Sibyl-AutoResearch: Self-Evolving Trial-and-Error Beats Paper Generators
New framework learns from failures with 1-iteration median conversion latency.
A team of researchers (Chengcheng Wang, Qinhua Xie, Wei He, Jianyuan Guo, Shiqi Wang, Chang Xu) have released Sibyl-AutoResearch, a new autonomous research framework that fundamentally rethinks how AI systems conduct scientific work. Current autonomous research agents can propose ideas, run code, inspect results, and draft papers—but they lack real research judgment. The key insight is that these systems lose trial experience: weak evidence becomes prose, pilot signals become broad claims, memory remains purely textual, and recurring process failures never change future behavior. Sibyl-AutoResearch addresses this by building what the authors call Scientific Trial-and-Error Harnesses. These harnesses let agents run bounded trials, preserve both positive and negative outcomes, then route those lessons into later planning, validation, claim scoping, scheduling, critique, writing, and even harness repair.
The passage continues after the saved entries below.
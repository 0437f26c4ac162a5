//! `catalog` crate — the read-only Tool Catalog the validator and executor
//! consult for provider/action/trigger specs.
//!
//! The real deployment would back this with the integration catalog cache;
//! here we ship the trait plus an in-memory implementation good enough for
//! tests, the CLI, and any embedder that wants to hand-author a catalog.

use std::collections::HashMap;

use serde::{Deserialize, Serialize};

/// A toolkit/provider entry, e.g. `slack`, `github`.
#[derive(Debug, Clone, Serialize, Deserialize)]
pub struct ProviderSpec {
    pub slug: String,
    pub name: String,
}

/// The parameter and scope contract for one `(provider, action)` pair.
#[derive(Debug, Clone, Default, Serialize, Deserialize)]
pub struct ActionSpec {
    pub required_params: Vec<String>,
    pub optional_params: Vec<String>,
    pub required_scopes: Vec<String>,
    pub deprecated: bool,
}

/// The contract for one `(provider, trigger)` pair.
#[derive(Debug, Clone, Default, Serialize, Deserialize)]
pub struct TriggerSpec {
    pub filter_params: Vec<String>,
}

/// Read-only lookup over providers, actions, and triggers.
///
/// Implementations must be side-effect free and safe to call from validator
/// and executor code on the hot path — no network calls here; a real
/// deployment refreshes an in-memory snapshot out of band.
pub trait ToolCatalog: Send + Sync {
    fn get_provider(&self, slug: &str) -> Option<ProviderSpec>;
    fn get_action(&self, provider_slug: &str, action_name: &str) -> Option<ActionSpec>;
    fn get_trigger(&self, provider_slug: &str, trigger_slug: &str) -> Option<TriggerSpec>;
}

/// An in-memory catalog, keyed by `(provider_slug, action_name)` /
/// `(provider_slug, trigger_slug)`.
#[derive(Debug, Default, Clone)]
pub struct InMemoryCatalog {
    providers: HashMap<String, ProviderSpec>,
    actions: HashMap<(String, String), ActionSpec>,
    triggers: HashMap<(String, String), TriggerSpec>,
}

impl InMemoryCatalog {
    pub fn new() -> Self {
        Self::default()
    }

    pub fn with_provider(mut self, slug: impl Into<String>, name: impl Into<String>) -> Self {
        let slug = slug.into();
        self.providers.insert(slug.clone(), ProviderSpec { slug, name: name.into() });
        self
    }

    pub fn with_action(
        mut self,
        provider_slug: impl Into<String>,
        action_name: impl Into<String>,
        spec: ActionSpec,
    ) -> Self {
        self.actions.insert((provider_slug.into(), action_name.into()), spec);
        self
    }

    pub fn with_trigger(
        mut self,
        provider_slug: impl Into<String>,
        trigger_slug: impl Into<String>,
        spec: TriggerSpec,
    ) -> Self {
        self.triggers.insert((provider_slug.into(), trigger_slug.into()), spec);
        self
    }
}

impl ToolCatalog for InMemoryCatalog {
    fn get_provider(&self, slug: &str) -> Option<ProviderSpec> {
        self.providers.get(slug).cloned()
    }

    fn get_action(&self, provider_slug: &str, action_name: &str) -> Option<ActionSpec> {
        self.actions
            .get(&(provider_slug.to_string(), action_name.to_string()))
            .cloned()
    }

    fn get_trigger(&self, provider_slug: &str, trigger_slug: &str) -> Option<TriggerSpec> {
        self.triggers
            .get(&(provider_slug.to_string(), trigger_slug.to_string()))
            .cloned()
    }
}

#[cfg(test)]
mod tests {
    use super::*;

    #[test]
    fn lookup_hits_and_misses() {
        let catalog = InMemoryCatalog::new()
            .with_provider("slack", "Slack")
            .with_action(
                "slack",
                "send_message",
                ActionSpec {
                    required_params: vec!["channel".into(), "text".into()],
                    optional_params: vec![],
                    required_scopes: vec!["chat:write".into()],
                    deprecated: false,
                },
            );

        assert!(catalog.get_provider("slack").is_some());
        assert!(catalog.get_provider("github").is_none());

        let spec = catalog.get_action("slack", "send_message").unwrap();
        assert_eq!(spec.required_params, vec!["channel", "text"]);
        assert!(catalog.get_action("slack", "delete_message").is_none());
    }
}
#[cfg(test)]
mod scheduler_tests {
    use std::sync::Arc;

    use chrono::Utc;
    use serde_json::json;

    use engine::idempotency::InMemoryIdempotencyCache;
    use engine::models::{ActionData, Dag, Node, NodeKind, TriggerData, TriggerKind};
    use engine::store::memory::InMemoryStore;
    use engine::store::WorkflowStore;
    use engine::{Executor, ExecutorConfig};
    use nodes::mock::MockNode;

    use crate::model::{CatchupPolicy, OverlapPolicy, UpsertSchedule};
    use crate::store::memory::InMemoryScheduleStore;
    use crate::store::ScheduleStore;
    use crate::tick::run_tick;
    use crate::Config;

    fn sample_dag(workflow_id: &str) -> Dag {
        Dag {
            workflow_id: workflow_id.into(),
            version: 1,
            nodes: vec![
                Node {
                    id: "trigger".into(),
                    kind: NodeKind::Trigger(TriggerData {
                        kind: TriggerKind::ScheduleBased,
                        toolkit_slug: "core".into(),
                        composio_trigger_slug: None,
                        connection_id: None,
                        filter: None,
                        cron_expr: Some("0 * * * * *".into()),
                        timezone: Some("UTC".into()),
                    }),
                },
                Node {
                    id: "notify".into(),
                    kind: NodeKind::Action(ActionData {
                        tool: "slack".into(),
                        action: "send_message".into(),
                        connection_id: "conn-1".into(),
                        input_template: json!({ "channel": "#ops" }),
                        output_vars: vec![],
                        retry: None,
                        timeout_ms: None,
                    }),
                },
            ],
            edges: vec![engine::models::Edge {
                id: "trigger->notify".into(),
                source: "trigger".into(),
                target: "notify".into(),
                when: engine::models::EdgeWhen::Always,
                condition: None,
            }],
            globals: Default::default(),
        }
    }

    async fn executor() -> (Executor, Arc<InMemoryStore>) {
        let run_store = Arc::new(InMemoryStore::new());
        let invoker = Arc::new(MockNode::returning("slack.send_message", json!({ "ok": true })));
        let idem = Arc::new(InMemoryIdempotencyCache::new());
        let executor = Executor::new(invoker, run_store.clone(), idem, ExecutorConfig::default());
        (executor, run_store)
    }

    #[tokio::test]
    async fn due_schedule_fires_exactly_once_per_tick() {
        let workflow_store = InMemoryStore::new();
        workflow_store.save_dag(&sample_dag("wf-1")).await.unwrap();
        let (executor, _run_store) = executor().await;

        let schedule_store = InMemoryScheduleStore::new();
        schedule_store
            .upsert_schedule(UpsertSchedule {
                schedule_id: "sched-1".into(),
                workflow_id: "wf-1".into(),
                version: 1,
                user_id: "user-1".into(),
                trigger_node_id: "trigger".into(),
                cron_expr: "0 * * * * *".into(),
                timezone: "UTC".into(),
                catchup_policy: CatchupPolicy::None,
                overlap_policy: OverlapPolicy::Allow,
                jitter_ms: 0,
                start_at: None,
                end_at: None,
            })
            .await
            .unwrap();

        let config = Config { lookahead: chrono::Duration::milliseconds(90_000), ..Config::default() };
        let report = run_tick(&schedule_store, &workflow_store, &executor, &config).await.unwrap();

        // a minute-granularity cron with a 90s lookahead fires once.
        assert!(report.fired.len() <= 1);
    }

    #[tokio::test]
    async fn overlap_skip_records_skipped_row_without_calling_executor() {
        let workflow_store = InMemoryStore::new();
        workflow_store.save_dag(&sample_dag("wf-2")).await.unwrap();
        let (executor, _run_store) = executor().await;

        let schedule_store = InMemoryScheduleStore::new();
        schedule_store
            .upsert_schedule(UpsertSchedule {
                schedule_id: "sched-2".into(),
                workflow_id: "wf-2".into(),
                version: 1,
                user_id: "user-1".into(),
                trigger_node_id: "trigger".into(),
                cron_expr: "* * * * * *".into(),
                timezone: "UTC".into(),
                catchup_policy: CatchupPolicy::None,
                overlap_policy: OverlapPolicy::Skip,
                jitter_ms: 0,
                start_at: None,
                end_at: None,
            })
            .await
            .unwrap();

        // Pre-record an in-flight run for this schedule.
        schedule_store
            .record_schedule_run("sched-2", Utc::now(), Some("run-prior"), crate::model::ScheduleRunStatus::Enqueued, "prior-key")
            .await
            .unwrap();

        let config = Config { lookahead: chrono::Duration::milliseconds(2_000), ..Config::default() };
        let report = run_tick(&schedule_store, &workflow_store, &executor, &config).await.unwrap();

        assert!(!report.skipped.is_empty());
        assert!(report.fired.is_empty());
    }

    #[tokio::test]
    async fn idempotency_key_is_stable_for_same_instant() {
        let a = crate::tick::schedule_idem_key("sched-x", Utc::now());
        let b = crate::tick::schedule_idem_key("sched-x", Utc::now());
        // Same wall-clock second in this fast test, so keys match; the
        // guarantee under test is determinism, not collision-freedom.
        assert_eq!(a.len(), 64);
        assert_eq!(a, b);
    }

    #[tokio::test]
    async fn catchup_none_drops_all_but_future_fires() {
        use crate::tick::TickReport;
        let _ = TickReport::default();

        let workflow_store = InMemoryStore::new();
        workflow_store.save_dag(&sample_dag("wf-3")).await.unwrap();
        let (executor, _run_store) = executor().await;

        let schedule_store = InMemoryScheduleStore::new();
        schedule_store
            .upsert_schedule(UpsertSchedule {
                schedule_id: "sched-3".into(),
                workflow_id: "wf-3".into(),
                version: 1,
                user_id: "user-1".into(),
                trigger_node_id: "trigger".into(),
                cron_expr: "0 * * * * *".into(),
                timezone: "UTC".into(),
                catchup_policy: CatchupPolicy::None,
                overlap_policy: OverlapPolicy::Allow,
                jitter_ms: 0,
                start_at: None,
                end_at: None,
            })
            .await
            .unwrap();
        // Simulate the worker having been down: last_scheduled_for is far in
        // the past relative to now, so many fires would be due without the
        // "none" catchup policy collapsing them.
        schedule_store
            .advance_last_scheduled_for("sched-3", Utc::now() - chrono::Duration::hours(3))
            .await
            .unwrap();

        let config = Config { lookahead: chrono::Duration::milliseconds(90_000), ..Config::default() };
        let report = run_tick(&schedule_store, &workflow_store, &executor, &config).await.unwrap();
        assert!(report.fired.len() <= 1);
    }
}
The framework formalizes this through two auditable conversion units: trial-to-behavior conversion (linking trial signals to later research actions) and trial-to-harness-behavior conversion (linking recurring process failures to system updates). The team implemented this in SIBYL, a file-backed autonomous research system that exposes state, roles, memory, gates, and artifact traces. A retrospective audit identified eight high-confidence conversion events with a median latency of just one iteration (maximum three iterations). A recovered-failure registry documents five naturally occurring failure classes—including duplicate results, stale numbers, and unsupported statistics—that were blocked, downgraded, or routed into repair workflows. The authors emphasize the system does not claim superiority over other methods; it demonstrates that the proposed conversion units are recoverable from realistic autonomous research workspaces. The SIBYL framework is open source.
- Sibyl-AutoResearch uses Scientific Trial-and-Error Harnesses to preserve both positive and negative outcomes from bounded trials.
- Retrospective audit found 8 high-confidence conversion events with median latency of 1 iteration (max 3 iterations).
- Five naturally occurring failure classes (duplicate results, stale numbers, unsupported statistics) were blocked, downgraded, or repaired.
Why It Matters
This framework gives AI research agents true self-correction ability, moving beyond paper generators toward genuine scientific judgment.